The text of the book will be in the form of dialogues as in a theatre play. Priyanka will write this text in collaboration with philosopher and curator Srajana Kaikini. Parts of the text will also be drawn from transcripts of interviews with Mr Bangia and from the historical documents. Accompanying the text, there will also be drawings and photographs. Priyanka will collaborate with graphic/UX designer Shiraz Iqbal for the design, structure and layout of the pages. 

The outcomes from this project will be the artist book and an essay on the relationship of personal archives to history writing and making.

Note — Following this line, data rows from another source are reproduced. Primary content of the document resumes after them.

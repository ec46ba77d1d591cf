use crate::dice::{DieColor, DieResult, FAILURE_FACE, RollSummary, SUCCESS_FACE, summarize};
use crate::error::StorageError;
use crate::storage::Storage;
use chrono::{DateTime, Utc};
use log::warn;
use serde::{Deserialize, Serialize};

pub const HISTORY_CAPACITY: usize = 10;
pub const PUSH_SUFFIX: &str = " (Push)";

// Well known stream keys. Any other key is a stream of its own.
pub const SKILL_STREAM: &str = "skill";
pub const ROT_PROTECTION_STREAM: &str = "rot-protection";
pub const ROT_DAMAGE_STREAM: &str = "rot-damage";

// One completed roll or push.
#[derive(Debug, Clone, PartialEq, Serialize, Deserialize)]
pub struct HistoryEntry {
    pub results: Vec<DieResult>,
    pub description: String,
    pub recorded_at: DateTime<Utc>,
}

impl HistoryEntry {
    pub fn new(results: Vec<DieResult>, description: impl Into<String>) -> Self {
        Self {
            results,
            description: description.into(),
            recorded_at: Utc::now(),
        }
    }

    // Entry for a push of the roll described by `description`.
    pub fn push(results: Vec<DieResult>, description: &str) -> Self {
        Self::new(results, format!("{}{}", description, PUSH_SUFFIX))
    }

    pub fn is_push(&self) -> bool {
        self.results.iter().any(|die| die.pushed)
    }

    pub fn summary(&self) -> RollSummary {
        summarize(&self.results)
    }

    // Broken gear is only worth showing when equipment dice were rolled.
    pub fn has_equipment_dice(&self) -> bool {
        self.results.iter().any(|die| die.color == DieColor::Black)
    }
}

// Bounded log of rolls, newest first.
#[derive(Debug, Clone, Default, PartialEq, Serialize, Deserialize)]
#[serde(transparent)]
pub struct RollHistory {
    entries: Vec<HistoryEntry>,
}

impl RollHistory {
    pub fn new() -> Self {
        Self::default()
    }

    // Newest entry goes first; anything past the capacity is dropped.
    pub fn record(&mut self, entry: HistoryEntry) {
        self.entries.insert(0, entry);
        self.entries.truncate(HISTORY_CAPACITY);
    }

    pub fn clear(&mut self) {
        self.entries.clear();
    }

    pub fn list(&self) -> &[HistoryEntry] {
        &self.entries
    }

    pub fn latest(&self) -> Option<&HistoryEntry> {
        self.entries.first()
    }

    pub fn len(&self) -> usize {
        self.entries.len()
    }

    pub fn is_empty(&self) -> bool {
        self.entries.is_empty()
    }
}

// History sink that writes every stream through to a `Storage`.
#[derive(Debug, Clone)]
pub struct HistoryBook<S: Storage> {
    storage: S,
}

impl<S: Storage> HistoryBook<S> {
    pub fn new(storage: S) -> Self {
        Self { storage }
    }

    pub fn storage(&self) -> &S {
        &self.storage
    }

    pub fn into_storage(self) -> S {
        self.storage
    }

    fn key(stream: &str) -> String {
        format!("history_{}", stream)
    }

    // Missing, unreadable or corrupted history loads as an empty log.
    pub fn load(&self, stream: &str) -> RollHistory {
        let raw = match self.storage.get(&Self::key(stream)) {
            Ok(Some(raw)) => raw,
            Ok(None) => return RollHistory::new(),
            Err(e) => {
                warn!("Could not read history for '{}': {}", stream, e);
                return RollHistory::new();
            }
        };

        match serde_json::from_str::<RollHistory>(&raw) {
            Ok(mut history) => {
                let before = history.entries.len();
                history.entries.retain(|entry| {
                    entry
                        .results
                        .iter()
                        .all(|die| (FAILURE_FACE..=SUCCESS_FACE).contains(&die.value))
                });
                if history.entries.len() < before {
                    warn!(
                        "Dropped {} history entries with impossible faces for '{}'",
                        before - history.entries.len(),
                        stream
                    );
                }
                history.entries.truncate(HISTORY_CAPACITY);
                history
            }
            Err(e) => {
                warn!("Discarding malformed history for '{}': {}", stream, e);
                RollHistory::new()
            }
        }
    }

    pub fn save(&mut self, stream: &str, history: &RollHistory) -> Result<(), StorageError> {
        let serialized = serde_json::to_string(history)?;
        self.storage.set(&Self::key(stream), &serialized)
    }

    pub fn record(&mut self, stream: &str, entry: HistoryEntry) -> Result<(), StorageError> {
        let mut history = self.load(stream);
        history.record(entry);
        self.save(stream, &history)
    }

    pub fn clear(&mut self, stream: &str) -> Result<(), StorageError> {
        self.storage.remove(&Self::key(stream))
    }

    pub fn list(&self, stream: &str) -> Vec<HistoryEntry> {
        self.load(stream).entries
    }
}
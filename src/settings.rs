// Import necessary libraries and modules for file I/O and serialization.
use log::warn;
use serde::{Deserialize, Serialize};
use std::fs;
use std::io::{self, Write};
use std::path::{Path, PathBuf};

use crate::rot::{DEFAULT_SUIT_RATING, RESISTANT_DICE};

pub const SETTINGS_FILE: &str = "settings.json";

// Define a structure to hold application settings with serialization and deserialization capabilities.
#[derive(Debug, Serialize, Deserialize, Clone, PartialEq)]
#[serde(default)]
pub struct Settings {
    pub animation_ms: u64,        // How long the front end shows dice tumbling.
    pub resistant_dice: u32,      // Green dice granted by the rot resistant talent.
    pub default_suit_rating: u8,  // Starting rating of a newly donned rot suit.
    pub debug_mode: bool,         // Flag to enable or disable debug logging.
    pub data_dir: Option<PathBuf>, // Overrides where history and the sheet are stored.
}

// Implement the Default trait for Settings to provide a method to create default settings.
impl Default for Settings {
    fn default() -> Self {
        Settings {
            animation_ms: 1000,
            resistant_dice: RESISTANT_DICE,
            default_suit_rating: DEFAULT_SUIT_RATING,
            debug_mode: false,
            data_dir: None,
        }
    }
}

impl Settings {
    pub fn new() -> Self {
        Self::default()
    }

    // Settings are optional: a missing or broken file means defaults.
    pub fn load(data_dir: &Path) -> Self {
        let path = data_dir.join(SETTINGS_FILE);
        if !path.exists() {
            return Self::default();
        }
        Self::load_settings_from_file(&path).unwrap_or_else(|e| {
            warn!("Ignoring unreadable settings at {}: {}", path.display(), e);
            Self::default()
        })
    }

    pub fn save(&self, data_dir: &Path) -> io::Result<()> {
        self.save_to_file(&data_dir.join(SETTINGS_FILE))
    }

    // Load settings from a specified file path.
    pub fn load_settings_from_file(path: &Path) -> io::Result<Self> {
        let data = fs::read_to_string(path)?; // Read settings from file.
        let settings = serde_json::from_str(&data)?; // Deserialize JSON data into settings.
        Ok(settings)
    }

    // Save current settings to a specified file path.
    pub fn save_to_file(&self, path: &Path) -> io::Result<()> {
        let data = serde_json::to_string_pretty(self)?; // Serialize settings into pretty JSON format.
        if let Some(parent) = path.parent() {
            fs::create_dir_all(parent)?; // Create the directory if it doesn't exist.
        }
        let mut file = fs::File::create(path)?; // Create or overwrite the file.
        file.write_all(data.as_bytes())?;
        Ok(())
    }

    // Where history and the character sheet live.
    pub fn storage_dir(&self, default_dir: &Path) -> PathBuf {
        self.data_dir
            .clone()
            .unwrap_or_else(|| default_dir.to_path_buf())
    }
}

The Project Coordinator's deliverables to IFA along with the final report will be the artist book, the essay, copies of drawings, text and photographs used in the book.  

This project suitably addresses the framework of IFA’s Arts Practice programme in that it provides a new approach to writing and reading the history of the Partition. It also opens Priyanka's own practice as a filmmaker to newer ways of artistic expression. 

IFA will ensure that the implementation of this project happens in a timely manner and funds expended are accounted for. IFA will also review the progress of the project at midterm and document it through an Implementation Memorandum. After the project is finished and all deliverables are submitted, IFA will put together a Final Evaluation to share with Trustees. 

This project is made possible with support from Sony Pictures Entertainment Fund.